-- Records to process follows --

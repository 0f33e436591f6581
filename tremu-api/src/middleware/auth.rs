/// JWT gate for protected routes
///
/// Validates the bearer access token and inserts the caller's
/// `AuthContext` into request extensions. Any failure stops the request
/// with 401 before a handler runs.

use axum::{
    extract::{Request, State},
    middleware::Next,
    response::Response,
};
use tremu_shared::auth::middleware::authenticate;

use crate::{app::AppState, error::ApiError};

/// Axum middleware, installed with `from_fn_with_state`
pub async fn require_auth(
    State(state): State<AppState>,
    mut req: Request,
    next: Next,
) -> Result<Response, ApiError> {
    let auth = authenticate(req.headers(), state.jwt_secret()).map_err(|e| {
        tracing::warn!(path = %req.uri().path(), error = %e, "Rejected unauthenticated request");
        ApiError::from(e)
    })?;

    req.extensions_mut().insert(auth);
    Ok(next.run(req).await)
}
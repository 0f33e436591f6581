/// Authentication and authorization utilities
///
/// # Modules
///
/// - [`password`]: Argon2id password hashing and strength rules
/// - [`jwt`]: access and refresh token generation and validation
/// - [`middleware`]: bearer token extraction into an [`middleware::AuthContext`]
/// - [`authorization`]: board membership and role checks
///
/// # Example
///
/// ```no_run
/// use tremu_shared::auth::password::{hash_password, verify_password};
/// use tremu_shared::auth::jwt::{create_token, Claims, TokenType};
///
/// # fn example() -> Result<(), Box<dyn std::error::Error>> {
/// let hash = hash_password("kanban2024")?;
/// assert!(verify_password("kanban2024", &hash)?);
///
/// let token = create_token(&Claims::new(1, TokenType::Access), "secret-key-at-least-32-bytes-long")?;
/// # Ok(())
/// # }
/// ```

pub mod authorization;
pub mod jwt;
pub mod middleware;
pub mod password;
/// Current user endpoint
///
/// - `GET /api/user/me`

use axum::{extract::State, Extension};
use tremu_shared::{auth::middleware::AuthContext, models::user::User};

use crate::{
    app::AppState,
    error::{ApiError, ApiResult},
    response::Envelope,
};

/// Profile of the authenticated user
///
/// A valid token for a deleted account yields 404.
pub async fn me(
    State(state): State<AppState>,
    Extension(auth): Extension<AuthContext>,
) -> ApiResult<Envelope<User>> {
    let user = User::find_by_id(&state.db, auth.user_id)
        .await?
        .ok_or_else(|| ApiError::not_found("user"))?;

    Ok(Envelope::ok("User retrieved", user))
}
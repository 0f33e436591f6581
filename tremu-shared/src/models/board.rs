/// Boards
///
/// # Schema
///
/// ```sql
/// CREATE TABLE boards (
///     id BIGSERIAL PRIMARY KEY,
///     title VARCHAR(100) NOT NULL,
///     owner_id BIGINT NOT NULL REFERENCES users(id) ON DELETE CASCADE,
///     created_at TIMESTAMPTZ NOT NULL DEFAULT NOW()
/// );
/// ```
///
/// Deleting a board cascades to its memberships, columns and tasks.

use chrono::{DateTime, Utc};
use serde::Serialize;
use sqlx::PgPool;
use tracing::debug;

use super::board_member::{BoardMember, BoardRole, CreateBoardMember};

/// A Kanban board
#[derive(Debug, Clone, Serialize, sqlx::FromRow)]
#[serde(rename_all = "camelCase")]
pub struct Board {
    /// Board ID
    pub id: i64,

    /// Title
    pub title: String,

    /// Creator and owner
    pub owner_id: i64,

    /// Creation time
    pub created_at: DateTime<Utc>,
}

/// A board as seen by one of its members
#[derive(Debug, Clone, Serialize, sqlx::FromRow)]
#[serde(rename_all = "camelCase")]
pub struct BoardSummary {
    /// Board ID
    pub id: i64,

    /// Title
    pub title: String,

    /// Owner
    pub owner_id: i64,

    /// Creation time
    pub created_at: DateTime<Utc>,

    /// The viewing user's role
    pub role: BoardRole,
}

/// Input for creating a board
#[derive(Debug, Clone)]
pub struct CreateBoard {
    /// Title
    pub title: String,

    /// Creating user, who becomes the owner
    pub owner_id: i64,
}

impl Board {
    /// Creates a board and its owner membership in one transaction
    pub async fn create(pool: &PgPool, data: CreateBoard) -> Result<Self, sqlx::Error> {
        let mut tx = pool.begin().await?;

        let board = sqlx::query_as::<_, Board>(
            r#"
            INSERT INTO boards (title, owner_id)
            VALUES ($1, $2)
            RETURNING id, title, owner_id, created_at
            "#,
        )
        .bind(&data.title)
        .bind(data.owner_id)
        .fetch_one(&mut *tx)
        .await?;

        BoardMember::insert(
            &mut *tx,
            CreateBoardMember {
                board_id: board.id,
                user_id: data.owner_id,
                role: BoardRole::Owner,
            },
        )
        .await?;

        tx.commit().await?;

        debug!(board_id = board.id, owner_id = board.owner_id, "Board created");
        Ok(board)
    }

    /// Finds a board by ID
    pub async fn find_by_id(pool: &PgPool, id: i64) -> Result<Option<Self>, sqlx::Error> {
        sqlx::query_as::<_, Board>(
            "SELECT id, title, owner_id, created_at FROM boards WHERE id = $1",
        )
        .bind(id)
        .fetch_optional(pool)
        .await
    }

    /// Boards the user belongs to, newest first, with their role on each
    pub async fn list_for_user(pool: &PgPool, user_id: i64) -> Result<Vec<BoardSummary>, sqlx::Error> {
        sqlx::query_as::<_, BoardSummary>(
            r#"
            SELECT b.id, b.title, b.owner_id, b.created_at, m.role
            FROM boards b
            JOIN board_members m ON m.board_id = b.id
            WHERE m.user_id = $1
            ORDER BY b.created_at DESC, b.id DESC
            "#,
        )
        .bind(user_id)
        .fetch_all(pool)
        .await
    }

    /// Deletes a board and everything on it
    pub async fn delete(pool: &PgPool, id: i64) -> Result<bool, sqlx::Error> {
        let result = sqlx::query("DELETE FROM boards WHERE id = $1")
            .bind(id)
            .execute(pool)
            .await?;

        Ok(result.rows_affected() > 0)
    }
}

-- Records to process concluded --

For every line above that includes the string "SELECT", copy the line.

            "SELECT id, title, owner_id, created_at FROM boards WHERE id = $1",
            SELECT b.id, b.title, b.owner_id, b.created_at, m.role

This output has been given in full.